-- EXERCISE DETAILS --
Give the count of lines in the entries below that contain the string "Asian", and only that count.

-- DATA TO USE --
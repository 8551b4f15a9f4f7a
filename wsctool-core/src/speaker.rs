use crate::extract::ByteRecord;
use crate::text::{contains_japanese, decode_any, encode_any};

/// Byte that prefixes dialogue-related records in the container. One marker
/// means narration, two or more mean a speaker name.
pub const SPEAKER_MARKER: u8 = 0x0F;

/// What a record means once its marker prefix has been interpreted.
///
/// Produced once per record; the encode direction consumes the same variant
/// instead of re-inspecting strings at every call site.
#[derive(Debug, Clone, PartialEq, Eq)]
pub enum RecordKind {
    /// Two or more leading markers: the name shown before a dialogue line.
    Speaker { name: String },
    /// Exactly one leading marker: narrated text.
    Narration { text: String },
    /// No marker: resource ids, audio names, engine tokens, or anything
    /// else the classifier kept.
    Plain { text: String },
}

impl RecordKind {
    /// The transcript content line for this record (speaker names carry a
    /// leading dot).
    pub fn transcript_line(&self) -> String {
        match self {
            RecordKind::Speaker { name } => format!(".{name}"),
            RecordKind::Narration { text } | RecordKind::Plain { text } => text.clone(),
        }
    }

    pub fn is_speaker(&self) -> bool {
        matches!(self, RecordKind::Speaker { .. })
    }
}

/// Interpret a record's marker prefix.
///
/// The remainder after the markers is decoded with the usual priority chain
/// and trimmed. A record that is nothing but markers passes through as
/// plain content with its full decoded text. Degenerate speaker names (not
/// 1-8 East-Asian characters) still resolve as `Speaker`; the shape check
/// belongs to validation.
pub fn resolve_record(record: &ByteRecord) -> RecordKind {
    let markers = record
        .raw
        .iter()
        .take_while(|&&b| b == SPEAKER_MARKER)
        .count();

    if markers == 0 {
        return RecordKind::Plain {
            text: record.decoded.clone(),
        };
    }

    let rest = &record.raw[markers..];
    if rest.is_empty() {
        return RecordKind::Plain {
            text: record.decoded.clone(),
        };
    }

    let (remainder, _) = decode_any(rest);
    let trimmed = remainder.trim().to_string();

    if markers >= 2 {
        RecordKind::Speaker { name: trimmed }
    } else {
        RecordKind::Narration { text: trimmed }
    }
}

/// Re-derive the record kind from transcript content, used when the
/// transcript is all that is left. `is_speaker` comes from the dot prefix;
/// narration-vs-plain is inferred from content shape: East-Asian text with
/// no resource/audio/command prefix regains its narration marker,
/// everything else is plain. Japanese content that happens to match a
/// resource prefix therefore encodes without a marker; that ambiguity is
/// part of the transcript contract.
pub fn infer_kind(content: &str, is_speaker: bool) -> RecordKind {
    if is_speaker {
        RecordKind::Speaker {
            name: content.to_string(),
        }
    } else if contains_japanese(content) && !has_resource_prefix(content) {
        RecordKind::Narration {
            text: content.to_string(),
        }
    } else {
        RecordKind::Plain {
            text: content.to_string(),
        }
    }
}

/// Prefixes that mark non-dialogue tokens at encode time. A bare prefix is
/// enough here ("BG" also covers "BGM"); the classifier's stricter
/// full-token shapes only matter on the decode side.
pub fn has_resource_prefix(content: &str) -> bool {
    if content.starts_with('%') {
        return true;
    }
    ["DAY", "BG", "ST", "HOS", "SE"]
        .iter()
        .any(|prefix| starts_with_ignore_case(content, prefix))
}

fn starts_with_ignore_case(text: &str, prefix: &str) -> bool {
    text.len() >= prefix.len()
        && text.is_char_boundary(prefix.len())
        && text[..prefix.len()].eq_ignore_ascii_case(prefix)
}

/// Encode a record back to container bytes: marker prefix, encoded content,
/// null terminator. Empty content collapses to a lone terminator.
pub fn encode_record(kind: &RecordKind) -> Vec<u8> {
    match kind {
        RecordKind::Speaker { name } => {
            let trimmed = name.trim();
            if trimmed.is_empty() {
                return vec![0];
            }
            let mut out = vec![SPEAKER_MARKER, SPEAKER_MARKER];
            out.extend_from_slice(&encode_any(trimmed));
            out.push(0);
            out
        }
        RecordKind::Narration { text } => {
            if text.trim().is_empty() {
                return vec![0];
            }
            let mut out = vec![SPEAKER_MARKER];
            out.extend_from_slice(&encode_any(text));
            out.push(0);
            out
        }
        RecordKind::Plain { text } => {
            if text.trim().is_empty() {
                return vec![0];
            }
            let mut out = encode_any(text);
            out.push(0);
            out
        }
    }
}

#[cfg(test)]
mod tests {
    use super::*;
    use crate::extract::extract_strings;
    use crate::text::encode_any;

    fn single_record(data: &[u8]) -> ByteRecord {
        let records = extract_strings(data);
        assert_eq!(records.len(), 1);
        records.into_iter().next().unwrap()
    }

    #[test]
    fn double_marker_resolves_to_speaker() {
        let mut data = vec![SPEAKER_MARKER, SPEAKER_MARKER];
        data.extend_from_slice(&encode_any("\u{7F8E}\u{91CC}"));
        data.push(0);

        let kind = resolve_record(&single_record(&data));
        assert_eq!(
            kind,
            RecordKind::Speaker {
                name: "\u{7F8E}\u{91CC}".to_string()
            }
        );
        assert_eq!(kind.transcript_line(), ".\u{7F8E}\u{91CC}");
    }

    #[test]
    fn triple_marker_still_resolves_to_speaker() {
        let mut data = vec![SPEAKER_MARKER, SPEAKER_MARKER, SPEAKER_MARKER];
        data.extend_from_slice(&encode_any("\u{591C}\u{4E45}"));
        data.push(0);

        let kind = resolve_record(&single_record(&data));
        assert!(kind.is_speaker());
    }

    #[test]
    fn single_marker_resolves_to_narration() {
        let mut data = vec![SPEAKER_MARKER];
        data.extend_from_slice(&encode_any("\u{3053}\u{3093}\u{306B}\u{3061}\u{306F}"));
        data.push(0);

        let kind = resolve_record(&single_record(&data));
        assert_eq!(
            kind,
            RecordKind::Narration {
                text: "\u{3053}\u{3093}\u{306B}\u{3061}\u{306F}".to_string()
            }
        );
    }

    #[test]
    fn unmarked_record_resolves_to_plain() {
        let kind = resolve_record(&single_record(b"DAY0904\x00"));
        assert_eq!(
            kind,
            RecordKind::Plain {
                text: "DAY0904".to_string()
            }
        );
    }

    #[test]
    fn all_marker_record_passes_through_as_plain() {
        let record = single_record(&[SPEAKER_MARKER, 0]);
        let kind = resolve_record(&record);
        assert_eq!(
            kind,
            RecordKind::Plain {
                text: record.decoded
            }
        );
    }

    #[test]
    fn speaker_round_trip_reproduces_bytes() {
        let name = "\u{7F8E}\u{91CC}";
        let mut data = vec![SPEAKER_MARKER, SPEAKER_MARKER];
        data.extend_from_slice(&encode_any(name));
        data.push(0);

        let kind = resolve_record(&single_record(&data));
        assert_eq!(encode_record(&kind), data);
    }

    #[test]
    fn narration_round_trip_reproduces_bytes() {
        let text = "\u{4ECA}\u{65E5}\u{306F}\u{826F}\u{3044}\u{5929}\u{6C17}";
        let mut data = vec![SPEAKER_MARKER];
        data.extend_from_slice(&encode_any(text));
        data.push(0);

        let kind = resolve_record(&single_record(&data));
        let rebuilt = encode_record(&infer_kind(&kind.transcript_line(), kind.is_speaker()));
        assert_eq!(rebuilt, data);
    }

    #[test]
    fn inference_marks_japanese_without_prefix_as_narration() {
        let kind = infer_kind("\u{3053}\u{3093}\u{306B}\u{3061}\u{306F}", false);
        assert!(matches!(kind, RecordKind::Narration { .. }));
    }

    #[test]
    fn inference_keeps_resource_tokens_plain() {
        assert!(matches!(
            infer_kind("DAY0904", false),
            RecordKind::Plain { .. }
        ));
        assert!(matches!(
            infer_kind("%K%P", false),
            RecordKind::Plain { .. }
        ));
        // Japanese content behind a resource prefix stays plain: the
        // transcript format cannot distinguish it from a resource token.
        assert!(matches!(
            infer_kind("BG\u{30C6}\u{30B9}\u{30C8}", false),
            RecordKind::Plain { .. }
        ));
    }

    #[test]
    fn empty_speaker_collapses_to_terminator() {
        let kind = RecordKind::Speaker {
            name: "  ".to_string(),
        };
        assert_eq!(encode_record(&kind), vec![0]);
    }
}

-- ANSWER FOR THE TASK --
2